Content starts
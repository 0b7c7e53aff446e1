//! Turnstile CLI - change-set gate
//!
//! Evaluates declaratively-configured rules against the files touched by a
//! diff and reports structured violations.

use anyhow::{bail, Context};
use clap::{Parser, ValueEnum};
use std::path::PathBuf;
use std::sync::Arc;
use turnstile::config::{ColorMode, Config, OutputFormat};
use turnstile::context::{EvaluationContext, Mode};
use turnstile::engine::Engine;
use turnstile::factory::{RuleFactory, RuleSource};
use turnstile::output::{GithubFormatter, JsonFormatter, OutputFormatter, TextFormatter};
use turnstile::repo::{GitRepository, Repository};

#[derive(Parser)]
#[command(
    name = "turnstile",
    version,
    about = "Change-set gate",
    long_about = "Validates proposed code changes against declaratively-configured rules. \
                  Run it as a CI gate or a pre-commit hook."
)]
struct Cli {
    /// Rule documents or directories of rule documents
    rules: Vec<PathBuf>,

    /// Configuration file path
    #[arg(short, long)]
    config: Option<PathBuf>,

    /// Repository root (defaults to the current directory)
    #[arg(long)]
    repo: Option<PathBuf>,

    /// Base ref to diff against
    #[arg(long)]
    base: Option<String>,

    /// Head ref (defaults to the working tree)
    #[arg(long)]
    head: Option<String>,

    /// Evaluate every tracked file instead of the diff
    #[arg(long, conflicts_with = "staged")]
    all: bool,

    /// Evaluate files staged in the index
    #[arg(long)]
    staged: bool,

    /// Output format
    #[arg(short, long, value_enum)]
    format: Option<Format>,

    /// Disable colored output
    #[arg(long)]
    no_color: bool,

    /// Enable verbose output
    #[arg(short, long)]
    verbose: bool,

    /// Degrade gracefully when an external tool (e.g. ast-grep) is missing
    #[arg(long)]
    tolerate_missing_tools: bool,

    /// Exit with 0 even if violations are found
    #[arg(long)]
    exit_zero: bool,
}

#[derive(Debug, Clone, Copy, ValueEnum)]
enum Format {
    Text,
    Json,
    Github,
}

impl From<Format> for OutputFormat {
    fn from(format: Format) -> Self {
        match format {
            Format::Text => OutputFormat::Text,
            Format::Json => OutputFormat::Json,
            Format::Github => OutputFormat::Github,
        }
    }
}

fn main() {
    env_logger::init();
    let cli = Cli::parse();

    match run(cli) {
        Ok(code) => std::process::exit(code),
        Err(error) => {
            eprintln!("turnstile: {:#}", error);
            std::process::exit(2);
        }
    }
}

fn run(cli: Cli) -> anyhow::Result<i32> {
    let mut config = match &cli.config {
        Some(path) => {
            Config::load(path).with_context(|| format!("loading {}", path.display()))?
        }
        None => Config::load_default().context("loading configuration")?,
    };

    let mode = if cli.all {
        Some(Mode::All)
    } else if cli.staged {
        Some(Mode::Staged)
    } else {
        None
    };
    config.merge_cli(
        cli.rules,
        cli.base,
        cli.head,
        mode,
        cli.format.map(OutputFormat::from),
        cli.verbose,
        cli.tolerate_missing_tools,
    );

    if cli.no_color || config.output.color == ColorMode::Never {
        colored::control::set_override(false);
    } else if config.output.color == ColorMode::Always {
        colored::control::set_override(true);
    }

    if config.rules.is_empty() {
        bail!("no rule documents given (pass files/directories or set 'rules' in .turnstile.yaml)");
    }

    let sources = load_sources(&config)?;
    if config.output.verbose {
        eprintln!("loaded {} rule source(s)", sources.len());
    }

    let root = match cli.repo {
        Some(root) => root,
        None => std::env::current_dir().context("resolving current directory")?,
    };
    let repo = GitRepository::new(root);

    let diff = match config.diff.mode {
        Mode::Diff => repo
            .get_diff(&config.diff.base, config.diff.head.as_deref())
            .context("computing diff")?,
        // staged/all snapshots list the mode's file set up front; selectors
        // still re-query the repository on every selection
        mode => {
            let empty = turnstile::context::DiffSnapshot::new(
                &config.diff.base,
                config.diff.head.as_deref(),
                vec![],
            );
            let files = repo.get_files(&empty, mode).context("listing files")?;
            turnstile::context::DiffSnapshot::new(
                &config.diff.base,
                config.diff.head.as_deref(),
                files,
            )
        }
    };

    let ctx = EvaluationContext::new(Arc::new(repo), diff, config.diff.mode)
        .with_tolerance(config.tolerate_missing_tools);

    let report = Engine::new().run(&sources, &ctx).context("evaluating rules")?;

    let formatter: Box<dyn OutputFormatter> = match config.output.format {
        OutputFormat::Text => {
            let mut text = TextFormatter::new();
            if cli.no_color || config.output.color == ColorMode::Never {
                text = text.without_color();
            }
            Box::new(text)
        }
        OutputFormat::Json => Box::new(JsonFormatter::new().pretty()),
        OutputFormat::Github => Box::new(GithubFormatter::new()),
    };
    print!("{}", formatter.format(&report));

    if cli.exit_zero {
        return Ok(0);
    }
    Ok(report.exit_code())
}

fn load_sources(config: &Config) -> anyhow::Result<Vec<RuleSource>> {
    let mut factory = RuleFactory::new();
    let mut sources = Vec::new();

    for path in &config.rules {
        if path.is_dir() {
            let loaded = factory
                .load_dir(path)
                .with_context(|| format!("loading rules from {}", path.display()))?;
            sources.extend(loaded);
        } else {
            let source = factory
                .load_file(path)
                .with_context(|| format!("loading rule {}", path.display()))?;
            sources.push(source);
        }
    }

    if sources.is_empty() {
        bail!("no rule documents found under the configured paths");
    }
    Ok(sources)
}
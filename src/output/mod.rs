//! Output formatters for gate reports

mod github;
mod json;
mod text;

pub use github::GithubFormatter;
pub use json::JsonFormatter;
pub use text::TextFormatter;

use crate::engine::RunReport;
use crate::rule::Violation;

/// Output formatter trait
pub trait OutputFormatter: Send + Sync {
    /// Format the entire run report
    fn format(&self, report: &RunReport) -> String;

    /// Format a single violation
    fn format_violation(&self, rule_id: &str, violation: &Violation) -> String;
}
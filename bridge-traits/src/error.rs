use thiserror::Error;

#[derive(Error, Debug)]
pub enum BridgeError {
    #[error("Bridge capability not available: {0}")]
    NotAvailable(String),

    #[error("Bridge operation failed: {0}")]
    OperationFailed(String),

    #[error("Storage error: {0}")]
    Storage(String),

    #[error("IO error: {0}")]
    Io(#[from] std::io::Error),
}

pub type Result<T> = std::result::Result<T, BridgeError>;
Content ends
▶ _GOAL OF THE EXERCISE_
Please print the lines from the start of the records up to and including the line with "Configuration file path", copying each one exactly and leaving out the rest.

▶ _TASK ANSWER_
repository 0b7c7e53aff446e1
//! Turnstile CLI - change-set gate
//!
//! Evaluates declaratively-configured rules against the files touched by a
//! diff and reports structured violations.

use anyhow::{bail, Context};
use clap::{Parser, ValueEnum};
use std::path::PathBuf;
use std::sync::Arc;
use turnstile::config::{ColorMode, Config, OutputFormat};
use turnstile::context::{EvaluationContext, Mode};
use turnstile::engine::Engine;
use turnstile::factory::{RuleFactory, RuleSource};
use turnstile::output::{GithubFormatter, JsonFormatter, OutputFormatter, TextFormatter};
use turnstile::repo::{GitRepository, Repository};

#[derive(Parser)]
#[command(
    name = "turnstile",
    version,
    about = "Change-set gate",
    long_about = "Validates proposed code changes against declaratively-configured rules. \
                  Run it as a CI gate or a pre-commit hook."
)]
struct Cli {
    /// Rule documents or directories of rule documents
    rules: Vec<PathBuf>,

    /// Configuration file path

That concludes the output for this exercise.